Pricing is Variable: In many organizations the fee structure is variable. This is true of most professional services companies. The fee is dependent on the deliverables and amount of work performed. Publishing a rate card may not be straightforward, at least compared to pricing models used by product driven companies.
The counter argument to variable pricing is to share price from a different perspective. In my previous company, LEAPJob, our minimum fee was $9,900. This was based on recruiting sales and marketing professionals that had a salary of $45,000 or greater. We openly published that the “starting salary” for any role we took on had to be at least $45,000. This let customers self-select if their roles were in line with our services.
Don’t Educate the Competition: The other reason to avoid publishing price is you can make it too easy for your competition. They can use that intel against you.
I definitely find this a tricky issue, especially for industries that sell through a bidding process. Publishing your pricing may create an opening for the competition to slightly undercut your prices in a RFP (request for proposal) or tender.
That said, we can also overestimate the competition. As the old saying goes, mimicry is the highest form of flattery. If the competition is copying your services and pricing models then your company is defining the brand category and industry expectations. The strength is in your favor.
Price is a Segue: My number one reason for not publishing price up until now is it’s a great call to action. When someone is ready to discover the price it’s time for a conversation. They are receptive to a sales call, and you can accelerate the sales process by getting the customer on the phone.
Positioned to Negotiate: The other major sticking point for publishing price, and this one really does concern me, is it sets up the customer to negotiate. For example, the customer sees a service is $10,000 but they say, “We love it, but we’ll only pay $8,000.”
Engaging in a price negotiation at the start of a sales cycle is dangerous. It’s not the way I want to start a relationship. I don’t have the experience to know if this situation is real or not, but it does give me cause for concern.
Publish Your Pricing? The Hell Yes Point of View
Even though my background says not to publish price my gut is taking me in a different direction. The internet has changed expectations. We live in an information rich market, and if customers want the price then give it to them.
Price is Everywhere: Price isn’t hard to find anymore.
We first got conditioned to discover the price by the car companies. You can configure any car and their websites will give you the exact price. This practice has extended well beyond the automotive industry now.
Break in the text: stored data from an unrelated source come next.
use std::collections::HashSet;
use std::path::Path;

use serde::Deserialize;

use crate::ConfigError;

/// Keyword lists used to segment queries.
///
/// `brand` drives the branded / non-branded split; `competitors` drives the
/// competitor keyword report. Both default to empty.
#[derive(Debug, Clone, Default, PartialEq, Eq, Deserialize)]
pub struct KeywordSets {
    #[serde(default)]
    pub brand: Vec<String>,
    #[serde(default)]
    pub competitors: Vec<String>,
}

/// Load and validate keyword sets from a YAML file.
///
/// # Errors
///
/// Returns `ConfigError` if the file cannot be read, parsed, or fails validation.
pub fn load_keywords(path: &Path) -> Result<KeywordSets, ConfigError> {
    let content = std::fs::read_to_string(path).map_err(|e| ConfigError::KeywordsFileIo {
        path: path.display().to_string(),
        source: e,
    })?;

    parse_keywords(&content)
}

/// Parse and validate keyword sets from YAML text.
///
/// Entries are trimmed before validation.
///
/// # Errors
///
/// Returns `ConfigError` if the YAML is malformed or fails validation.
pub fn parse_keywords(content: &str) -> Result<KeywordSets, ConfigError> {
    let raw: KeywordSets = serde_yaml::from_str(content)?;
    let sets = KeywordSets {
        brand: raw.brand.iter().map(|k| k.trim().to_string()).collect(),
        competitors: raw.competitors.iter().map(|k| k.trim().to_string()).collect(),
    };
    validate_list("brand", &sets.brand)?;
    validate_list("competitors", &sets.competitors)?;
    Ok(sets)
}

fn validate_list(list: &str, keywords: &[String]) -> Result<(), ConfigError> {
    let mut seen = HashSet::new();
    for keyword in keywords {
        if keyword.is_empty() {
            return Err(ConfigError::Validation(format!(
                "{list} keywords must be non-empty"
            )));
        }
        if !seen.insert(keyword.to_lowercase()) {
            return Err(ConfigError::Validation(format!(
                "duplicate {list} keyword: '{keyword}'"
            )));
        }
    }
    Ok(())
}

#[cfg(test)]
#[path = "keywords_test.rs"]
mod tests;
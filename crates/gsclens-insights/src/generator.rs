use std::future::Future;

use crate::error::GeneratorError;

/// One completion call: instructions, prompt and sampling limits.
#[derive(Debug, Clone, PartialEq)]
pub struct CompletionRequest {
    pub system_instructions: String,
    pub user_prompt: String,
    pub max_output_tokens: u32,
    pub temperature: f32,
}

/// A hosted language model that turns a prompt into narrative text.
///
/// Implementations make exactly one attempt per call; retrying is left to
/// whoever invokes the analysis again.
pub trait NarrativeGenerator {
    /// Returns the generated text.
    ///
    /// # Errors
    ///
    /// [`GeneratorError::Unavailable`] when the generator cannot be used at
    /// all, [`GeneratorError::Request`] or [`GeneratorError::Http`] when the
    /// call itself fails.
    fn complete(
        &self,
        request: &CompletionRequest,
    ) -> impl Future<Output = Result<String, GeneratorError>> + Send;
}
Most software companies have a section titled “Pricing,” and it’s super easy to find: Salesforce.com, Buffer, Hubspot, InfusionSoft.
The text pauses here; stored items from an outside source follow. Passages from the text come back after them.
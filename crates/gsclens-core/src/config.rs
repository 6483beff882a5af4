use crate::app_config::{AppConfig, Environment};
use crate::ConfigError;

const DEFAULT_GSC_BASE_URL: &str = "https://www.googleapis.com/webmasters/v3/";
const DEFAULT_OPENAI_BASE_URL: &str = "https://api.openai.com/v1/";

/// Search Console caps a single `searchAnalytics` query at this many rows.
const MAX_ROW_LIMIT: u32 = 25_000;

/// Load application configuration from environment variables.
///
/// Calls `dotenvy::dotenv().ok()` to load `.env` files before reading env vars.
///
/// # Errors
///
/// Returns `ConfigError` if values are present but invalid.
pub fn load_app_config() -> Result<AppConfig, ConfigError> {
    dotenvy::dotenv().ok();
    load_app_config_from_env()
}

/// Load application configuration from environment variables already in the process.
///
/// Unlike [`load_app_config`], this does NOT load `.env` files.
///
/// # Errors
///
/// Returns `ConfigError` if values are present but invalid.
pub fn load_app_config_from_env() -> Result<AppConfig, ConfigError> {
    build_app_config(|key| std::env::var(key))
}

/// Build application configuration using the provided env-var lookup function.
///
/// Decoupled from the real environment so tests can drive it with a `HashMap`.
fn build_app_config<F>(lookup: F) -> Result<AppConfig, ConfigError>
where
    F: Fn(&str) -> Result<String, std::env::VarError>,
{
    use std::path::PathBuf;

    let or_default = |var: &str, default: &str| -> String {
        lookup(var).unwrap_or_else(|_| default.to_string())
    };

    // Blank values are treated as unset so `KEY=` in a .env file disables a credential.
    let optional = |var: &str| -> Option<String> {
        lookup(var)
            .ok()
            .map(|v| v.trim().to_string())
            .filter(|v| !v.is_empty())
    };

    let invalid = |var: &str, reason: String| ConfigError::InvalidEnvVar {
        var: var.to_string(),
        reason,
    };

    let parse_u32 = |var: &str, default: &str| -> Result<u32, ConfigError> {
        or_default(var, default)
            .parse::<u32>()
            .map_err(|e| invalid(var, e.to_string()))
    };

    let parse_u64 = |var: &str, default: &str| -> Result<u64, ConfigError> {
        or_default(var, default)
            .parse::<u64>()
            .map_err(|e| invalid(var, e.to_string()))
    };

    let parse_f32 = |var: &str, default: &str| -> Result<f32, ConfigError> {
        or_default(var, default)
            .parse::<f32>()
            .map_err(|e| invalid(var, e.to_string()))
    };

    let env = parse_environment(&or_default("GSCLENS_ENV", "development"))?;
    let log_level = or_default("GSCLENS_LOG_LEVEL", "info");
    let keywords_path = PathBuf::from(or_default(
        "GSCLENS_KEYWORDS_PATH",
        "./config/keywords.yaml",
    ));
    let default_property = optional("GSCLENS_DEFAULT_PROPERTY");

    let gsc_access_token = optional("GSC_ACCESS_TOKEN");
    let gsc_base_url = or_default("GSC_BASE_URL", DEFAULT_GSC_BASE_URL);
    let gsc_request_timeout_secs = parse_u64("GSC_REQUEST_TIMEOUT_SECS", "30")?;
    let gsc_row_limit = parse_u32("GSC_ROW_LIMIT", "5000")?;
    if gsc_row_limit == 0 || gsc_row_limit > MAX_ROW_LIMIT {
        return Err(invalid(
            "GSC_ROW_LIMIT",
            format!("must be between 1 and {MAX_ROW_LIMIT}, got {gsc_row_limit}"),
        ));
    }

    let openai_api_key = optional("OPENAI_API_KEY");
    let openai_base_url = or_default("OPENAI_BASE_URL", DEFAULT_OPENAI_BASE_URL);
    let openai_model = or_default("OPENAI_MODEL", "gpt-4");
    let narrative_max_tokens = parse_u32("NARRATIVE_MAX_TOKENS", "1500")?;
    let narrative_temperature = parse_f32("NARRATIVE_TEMPERATURE", "0.7")?;
    if !(0.0..=2.0).contains(&narrative_temperature) {
        return Err(invalid(
            "NARRATIVE_TEMPERATURE",
            format!("must be between 0.0 and 2.0, got {narrative_temperature}"),
        ));
    }

    Ok(AppConfig {
        env,
        log_level,
        keywords_path,
        default_property,
        gsc_access_token,
        gsc_base_url,
        gsc_request_timeout_secs,
        gsc_row_limit,
        openai_api_key,
        openai_base_url,
        openai_model,
        narrative_max_tokens,
        narrative_temperature,
    })
}

/// Parse a string into an `Environment` variant.
fn parse_environment(s: &str) -> Result<Environment, ConfigError> {
    match s {
        "development" => Ok(Environment::Development),
        "production" => Ok(Environment::Production),
        "test" => Ok(Environment::Test),
        other => Err(ConfigError::InvalidEnvVar {
            var: "GSCLENS_ENV".to_string(),
            reason: format!("unknown environment '{other}'"),
        }),
    }
}

#[cfg(test)]
#[path = "config_test.rs"]
mod tests;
And even if the price isn’t published on a company’s website you can usually get it from an existing customer on social media. Ask the question on Twitter or Facebook, and if the company is large enough (or prominent enough) you’ll get an answer.
Published Pricing Saves Time: Let your customers determine if your services are a fit.
One of my biggest priorities is to drive Velocity into the buying cycle. I want to achieve the Two-Call Close — and if I could make it a One-Call Close, even better. A primary way I achieve this is through making my website sell as well as my best sales person. My thinking is any information I would give in a sales call should be on the website.
This helps me in two ways. First, it eliminates people that aren’t a fit. This saves them time, and it saves me time. Second, it positions the services by helping customers understand where the services fit in the spectrum of marketing options available to them. Price is a positioning tool.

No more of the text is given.